_Task_
Scan the listing below for lines with the word "CookerSession". Report how many there are, as a number alone.

_Data to use_
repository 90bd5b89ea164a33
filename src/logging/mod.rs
//! Tracing filter construction.
//!
//! Component names map to module paths under `servereye::`, so
//! `stream = "debug"` turns into `servereye::stream=debug`.

use crate::config::LoggingConfig;

/// Build filter directives string from LoggingConfig
///
/// # Returns
///
/// A filter string in the format: "base_level,servereye::component1=level1,servereye::component2=level2".
/// Component directives are emitted in name order.
///
/// # Examples
///
/// ```
/// use servereye::config::{LogFormat, LoggingConfig};
/// use servereye::logging::build_filter_directives;
/// use std::collections::HashMap;
///
/// let mut component_levels = HashMap::new();
/// component_levels.insert("stream".to_string(), "debug".to_string());
///
/// let config = LoggingConfig {
///     level: "info".to_string(),
///     format: LogFormat::Pretty,
///     component_levels: Some(component_levels),
/// };
///
/// assert_eq!(build_filter_directives(&config), "info,servereye::stream=debug");
/// ```
pub fn build_filter_directives(config: &LoggingConfig) -> String {
    let mut filter_str = config.level.clone();

    if let Some(component_levels) = &config.component_levels {
        let mut components: Vec<_> = component_levels.iter().collect();
        components.sort();
        for (component, level) in components {
            filter_str.push_str(&format!(",servereye::{}={}", component, level));
        }
    }

    filter_str
}
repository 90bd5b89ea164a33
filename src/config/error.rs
//! Configuration error types

use std::path::PathBuf;
use thiserror::Error;

/// Configuration-related errors
#[derive(Error, Debug)]
pub enum ConfigError {
    #[error("IO error: {0}")]
    Io(#[from] std::io::Error),

    #[error("Config file not found: {0}")]
    NotFound(PathBuf),

    #[error("Failed to parse config: {0}")]
    Parse(String),

    #[error("Invalid value for '{field}': {message}")]
    Validation { field: String, message: String },
}
//! Package manifests over cooked content
//!
//! Runs after every other task. Each package configured in the package
//! cook config lists the cooked files under its root directories, with
//! sizes and digests, in `Packages/<name>.pkg`. A manifest is only
//! rewritten when its content changes.

use super::write_compressed;
use crate::config::PackageDefinition;
use crate::content::FilePath;
use crate::error::CookResult;
use crate::task::{atomic_write_final_output, CookContext, CookPriority, CookTask};
use serde::{Deserialize, Serialize};
use sha2::{Digest, Sha256};
use std::fs;
use std::path::{Path, PathBuf};
use tracing::{debug, info, warn};
use walkdir::WalkDir;

const PACKAGES_DIR: &str = "Packages";
const PACKAGE_EXTENSION: &str = "pkg";

pub struct PackageCookTask;

#[derive(Debug, Serialize, Deserialize, PartialEq, Eq)]
#[serde(rename_all = "PascalCase")]
pub struct PackageManifest {
    pub name: String,
    pub files: Vec<PackageEntry>,
}

#[derive(Debug, Serialize, Deserialize, PartialEq, Eq)]
#[serde(rename_all = "PascalCase")]
pub struct PackageEntry {
    pub path: String,
    pub size: u64,
    pub sha256: String,
}

/// Location of a package's manifest in the content directory
pub fn package_path(content_dir: &Path, name: &str) -> PathBuf {
    content_dir
        .join(PACKAGES_DIR)
        .join(format!("{name}.{PACKAGE_EXTENSION}"))
}

fn is_packaged(relative: &str) -> bool {
    let name = relative.rsplit('/').next().unwrap_or(relative);
    !name.starts_with('.')
        && !name.ends_with(".json")
        && !relative.starts_with(&format!("{PACKAGES_DIR}/"))
}

fn build_manifest(content_dir: &Path, package: &PackageDefinition) -> CookResult<PackageManifest> {
    let mut files = Vec::new();
    for root in &package.roots {
        let dir = content_dir.join(root.trim_matches('/'));
        for entry in WalkDir::new(&dir).into_iter().filter_map(Result::ok) {
            if !entry.file_type().is_file() {
                continue;
            }
            let Ok(relative) = entry.path().strip_prefix(content_dir) else {
                continue;
            };
            let relative = relative.to_string_lossy().replace('\\', "/");
            if !is_packaged(&relative) {
                continue;
            }
            let data = fs::read(entry.path())?;
            files.push(PackageEntry {
                path: relative,
                size: data.len() as u64,
                sha256: format!("{:x}", Sha256::digest(&data)),
            });
        }
    }
    files.sort_by(|a, b| a.path.cmp(&b.path));
    files.dedup_by(|a, b| a.path == b.path);
    Ok(PackageManifest {
        name: package.name.clone(),
        files,
    })
}

/// Files are opened for edit before being replaced and added once they
/// exist.
struct SourceControlOpen {
    added: Vec<PathBuf>,
}

impl SourceControlOpen {
    fn before_write(ctx: &dyn CookContext, files: &[PathBuf]) -> CookResult<Self> {
        let (existing, added): (Vec<PathBuf>, Vec<PathBuf>) =
            files.iter().cloned().partition(|f| f.exists());
        if !existing.is_empty() {
            let client = ctx.source_control();
            client.open_for_edit(
                &existing,
                &ctx.source_control_file_type_options(false, true),
                &mut |line| warn!("{}: {}", client.name(), line),
            )?;
        }
        Ok(Self { added })
    }

    fn after_write(self, ctx: &dyn CookContext) -> CookResult<()> {
        if self.added.is_empty() {
            return Ok(());
        }
        let client = ctx.source_control();
        client.open_for_add(
            &self.added,
            &ctx.source_control_file_type_options(false, true),
            &mut |line| warn!("{}: {}", client.name(), line),
        )
    }
}

impl CookTask for PackageCookTask {
    fn name(&self) -> &'static str {
        "package"
    }

    fn priority(&self) -> i32 {
        CookPriority::PACKAGE
    }

    fn cook_all_out_of_date_content(&self, ctx: &dyn CookContext) -> CookResult<()> {
        let Some(config) = ctx.package_cook_config() else {
            return Ok(());
        };
        let content_dir = ctx.paths().content_dir();

        for package in &config.packages {
            let manifest = build_manifest(content_dir, package)?;
            let json = serde_json::to_vec_pretty(&manifest)?;
            let output = package_path(content_dir, &package.name);

            let stamp = output.with_extension(format!("{PACKAGE_EXTENSION}.sha256"));
            let digest = format!("{:x}", Sha256::digest(&json));
            if fs::read_to_string(&stamp).is_ok_and(|d| d == digest) && output.exists() {
                debug!("{}: package {} unchanged", ctx.progress_name(self.name()), package.name);
                continue;
            }

            let open = if package.include_in_source_control {
                Some(SourceControlOpen::before_write(ctx, &[output.clone(), stamp.clone()])?)
            } else {
                None
            };

            if package.compress {
                write_compressed(&output, &json)?;
            } else {
                atomic_write_final_output(&output, &json)?;
            }
            atomic_write_final_output(&stamp, digest.as_bytes())?;

            if let Some(open) = open {
                open.after_write(ctx)?;
            }
            info!(
                "{}: wrote package {} ({} files)",
                ctx.progress_name(self.name()),
                package.name,
                manifest.files.len()
            );
        }
        Ok(())
    }

    fn internal_cook(&self, _ctx: &dyn CookContext, _path: &FilePath) -> CookResult<()> {
        Ok(())
    }
}
//! Crash-safe replacement of cooked outputs
//!
//! The previous output is moved aside before the new one is written and
//! only deleted once the write succeeded; on failure it is moved back.

use crate::error::CookResult;
use std::fs::{self, File};
use std::io::{self, Write};
use std::path::{Path, PathBuf};
use tracing::warn;
use uuid::Uuid;

/// Write `data` to `output`
pub fn atomic_write_final_output(output: &Path, data: &[u8]) -> CookResult<()> {
    atomic_write_final_output_with(output, |file| file.write_all(data))
}

/// Write `output` through `write`, keeping the previous output if it fails
pub fn atomic_write_final_output_with<F>(output: &Path, write: F) -> CookResult<()>
where
    F: FnOnce(&mut File) -> io::Result<()>,
{
    replace_output(output, |output| {
        let mut file = File::create(output)?;
        write(&mut file)?;
        file.sync_all()
    })
}

/// Move an already written temporary file into place as `output`
pub fn atomic_move_final_output(temp: &Path, output: &Path) -> CookResult<()> {
    replace_output(output, |output| match fs::rename(temp, output) {
        Ok(()) => Ok(()),
        // Different filesystem, fall back to copy + delete.
        Err(_) => {
            fs::copy(temp, output)?;
            fs::remove_file(temp)
        }
    })
}

fn backup_path(output: &Path) -> PathBuf {
    let name = output
        .file_name()
        .map(|n| n.to_string_lossy().into_owned())
        .unwrap_or_default();
    output.with_file_name(format!(".{}.{}.old", name, Uuid::new_v4().simple()))
}

fn replace_output<F>(output: &Path, produce: F) -> CookResult<()>
where
    F: FnOnce(&Path) -> io::Result<()>,
{
    if let Some(dir) = output.parent() {
        fs::create_dir_all(dir)?;
    }

    let backup = if output.exists() {
        let backup = backup_path(output);
        fs::rename(output, &backup)?;
        Some(backup)
    } else {
        None
    };

    match produce(output) {
        Ok(()) => {
            if let Some(backup) = backup {
                if let Err(e) = fs::remove_file(&backup) {
                    warn!("Failed removing {}: {}", backup.display(), e);
                }
            }
            Ok(())
        }
        Err(e) => {
            let _ = fs::remove_file(output);
            if let Some(backup) = backup {
                if let Err(restore) = fs::rename(&backup, output) {
                    warn!(
                        "Failed restoring {} from {}: {}",
                        output.display(),
                        backup.display(),
                        restore
                    );
                }
            }
            Err(e.into())
        }
    }
}

#[cfg(test)]
mod tests {
    use super::*;
    use tempfile::TempDir;

    fn entries(dir: &Path) -> usize {
        fs::read_dir(dir).unwrap().count()
    }

    #[test]
    fn test_write_creates_and_replaces() {
        let temp = TempDir::new().unwrap();
        let output = temp.path().join("sub").join("a.sjz");

        atomic_write_final_output(&output, b"one").unwrap();
        atomic_write_final_output(&output, b"two").unwrap();
        assert_eq!(fs::read(&output).unwrap(), b"two");
        // No leftover backups.
        assert_eq!(entries(output.parent().unwrap()), 1);
    }

    #[test]
    fn test_failed_write_keeps_previous_output() {
        let temp = TempDir::new().unwrap();
        let output = temp.path().join("a.sjz");
        fs::write(&output, b"previous").unwrap();

        let result = atomic_write_final_output_with(&output, |file| {
            file.write_all(b"half")?;
            Err(io::Error::other("disk full"))
        });

        assert!(result.is_err());
        assert_eq!(fs::read(&output).unwrap(), b"previous");
        assert_eq!(entries(temp.path()), 1);
    }

    #[test]
    fn test_failed_first_write_leaves_nothing() {
        let temp = TempDir::new().unwrap();
        let output = temp.path().join("a.sjz");
        let result = atomic_write_final_output_with(&output, |_| Err(io::Error::other("nope")));
        assert!(result.is_err());
        assert!(!output.exists());
    }

    #[test]
    fn test_move_into_place() {
        let temp = TempDir::new().unwrap();
        let staged = temp.path().join("staged.tmp");
        let output = temp.path().join("a.fxc");
        fs::write(&output, b"old").unwrap();
        fs::write(&staged, b"new").unwrap();

        atomic_move_final_output(&staged, &output).unwrap();
        assert_eq!(fs::read(&output).unwrap(), b"new");
        assert!(!staged.exists());

        let missing = temp.path().join("missing.tmp");
        assert!(atomic_move_final_output(&missing, &output).is_err());
        assert_eq!(fs::read(&output).unwrap(), b"new");
    }
}
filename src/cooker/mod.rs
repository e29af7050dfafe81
//! Cook session orchestration
//!
//! A [`Cooker`] constructs its session on the blocking pool as soon as it
//! is created; cooking waits for that construction to finish. One cooker
//! runs one cook. A failed session is not retried; create a new cooker,
//! which also takes the exclusivity lock again.

pub mod lock;
pub mod progress;
pub mod session;
pub mod source_index;

pub use lock::CookerLock;
pub use progress::ProgressReporter;
pub use session::{CookerSession, SessionOptions};
pub use source_index::SourceIndex;

use crate::config::CookerSettings;
use crate::content::Platform;
use crate::error::{CookError, CookResult};
use crate::scc::SourceControlClient;
use std::fmt;
use std::path::PathBuf;
use std::sync::atomic::{AtomicBool, Ordering};
use std::sync::Arc;
use std::time::Instant;
use tokio::task::JoinHandle;
use tracing::{error, info, warn};

#[derive(Debug, Clone, Copy, PartialEq, Eq)]
pub enum CookerState {
    Constructing,
    Ready,
    ConstructFailed,
    Cooking,
    Done,
    Failed,
}

impl fmt::Display for CookerState {
    fn fmt(&self, f: &mut fmt::Formatter<'_>) -> fmt::Result {
        let name = match self {
            CookerState::Constructing => "constructing",
            CookerState::Ready => "ready",
            CookerState::ConstructFailed => "construction failed",
            CookerState::Cooking => "cooking",
            CookerState::Done => "done",
            CookerState::Failed => "failed",
        };
        f.write_str(name)
    }
}

pub struct Cooker {
    platform: Platform,
    state: CookerState,
    construction: Option<JoinHandle<CookResult<CookerSession>>>,
    session: Option<Arc<CookerSession>>,
    cancel: Arc<AtomicBool>,
}

impl Cooker {
    /// Start constructing a session with the built-in tasks.
    /// Must be called from within a tokio runtime.
    pub fn new(settings: CookerSettings) -> Self {
        Self::with_options(settings, SessionOptions::default())
    }

    pub fn with_options(settings: CookerSettings, options: SessionOptions) -> Self {
        let platform = settings.platform;
        let cancel = Arc::new(AtomicBool::new(false));
        let construction = {
            let cancel = cancel.clone();
            tokio::task::spawn_blocking(move || {
                CookerSession::construct(settings, options, &cancel)
            })
        };

        Self {
            platform,
            state: CookerState::Constructing,
            construction: Some(construction),
            session: None,
            cancel,
        }
    }

    pub fn state(&self) -> CookerState {
        self.state
    }

    pub fn platform(&self) -> Platform {
        self.platform
    }

    /// Ask an in-progress construction to stop at its next check
    pub fn cancel(&self) {
        self.cancel.store(true, Ordering::Release);
    }

    /// The constructed session, once construction has been awaited
    pub fn session(&self) -> Option<&Arc<CookerSession>> {
        self.session.as_ref()
    }

    /// Wait for construction to finish
    pub async fn wait_for_construction(&mut self) -> CookResult<()> {
        if let Some(handle) = self.construction.take() {
            let result = handle.await.map_err(|e| {
                CookError::Other(anyhow::anyhow!("cooker construction did not complete: {e}"))
            })?;
            match result {
                Ok(session) => {
                    self.session = Some(Arc::new(session));
                    self.state = CookerState::Ready;
                }
                Err(e) => {
                    error!("{}: cooker construction failed: {}", self.platform, e);
                    self.state = CookerState::ConstructFailed;
                    return Err(e);
                }
            }
        }

        match self.state {
            CookerState::ConstructFailed => {
                Err(CookError::invalid_state("cooker construction failed"))
            }
            _ => Ok(()),
        }
    }

    /// Full session: every task's out-of-date content, in priority order
    pub async fn cook_all_out_of_date_content(&mut self) -> CookResult<()> {
        self.run(|session| session.cook_all()).await
    }

    /// Cook one source file, given absolute or relative to the source
    /// directory
    pub async fn cook_single(&mut self, source: impl Into<PathBuf>) -> CookResult<()> {
        let source = source.into();
        self.run(move |session| session.cook_single(&source)).await
    }

    async fn run<F>(&mut self, cook: F) -> CookResult<()>
    where
        F: FnOnce(&CookerSession) -> CookResult<()> + Send + 'static,
    {
        self.wait_for_construction().await?;
        if self.state != CookerState::Ready {
            return Err(CookError::invalid_state(format!(
                "cannot cook, cooker is {}",
                self.state
            )));
        }
        let session = self
            .session
            .clone()
            .ok_or_else(|| CookError::bug("ready cooker without a session"))?;

        self.state = CookerState::Cooking;
        let start = Instant::now();
        let result = tokio::task::spawn_blocking(move || cook(&session))
            .await
            .map_err(|e| CookError::Other(anyhow::anyhow!("cook did not complete: {e}")))
            .and_then(|r| r);

        self.state = if result.is_ok() {
            CookerState::Done
        } else {
            CookerState::Failed
        };
        info!(
            "{}-Cooking: {} ({:.2} s)",
            self.platform,
            if result.is_ok() { "OK" } else { "FAIL" },
            start.elapsed().as_secs_f64()
        );
        result
    }
}

/// Bring the platform's generated sources to head before a full cook.
///
/// Single-file sessions never sync.
pub fn sync_generated_sources(
    settings: &CookerSettings,
    client: &dyn SourceControlClient,
) -> CookResult<()> {
    if settings.is_single_file() {
        return Ok(());
    }
    let generated = settings
        .content_paths()
        .source_dir()
        .join(settings.platform.generated_dir_name())
        .join("...");
    let depot_path = generated.to_string_lossy().replace('\\', "/");
    info!("Syncing {}", depot_path);
    client.sync(&[depot_path], &mut |line| warn!("{}: {}", client.name(), line))
}

impl Drop for Cooker {
    fn drop(&mut self) {
        self.cancel();
    }
}

#[cfg(test)]
mod tests {
    use super::*;
    use crate::scc::{MockSourceControlClient, SccCall};

    #[test]
    fn test_sync_generated_sources() {
        let settings = CookerSettings::new("/project", Platform::IOS);
        let client = MockSourceControlClient::new();
        sync_generated_sources(&settings, &client).unwrap();
        assert_eq!(
            client.calls(),
            vec![SccCall::Sync(vec!["/project/Source/GeneratedIOS/...".to_string()])]
        );

        let single = CookerSettings {
            single_cook_path: Some(PathBuf::from("UI/menu.json")),
            ..settings
        };
        let client = MockSourceControlClient::new();
        sync_generated_sources(&single, &client).unwrap();
        assert!(client.calls().is_empty());
    }

    #[test]
    fn test_state_display() {
        assert_eq!(CookerState::ConstructFailed.to_string(), "construction failed");
        assert_eq!(CookerState::Done.to_string(), "done");
    }
}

_Result of the exercise_
6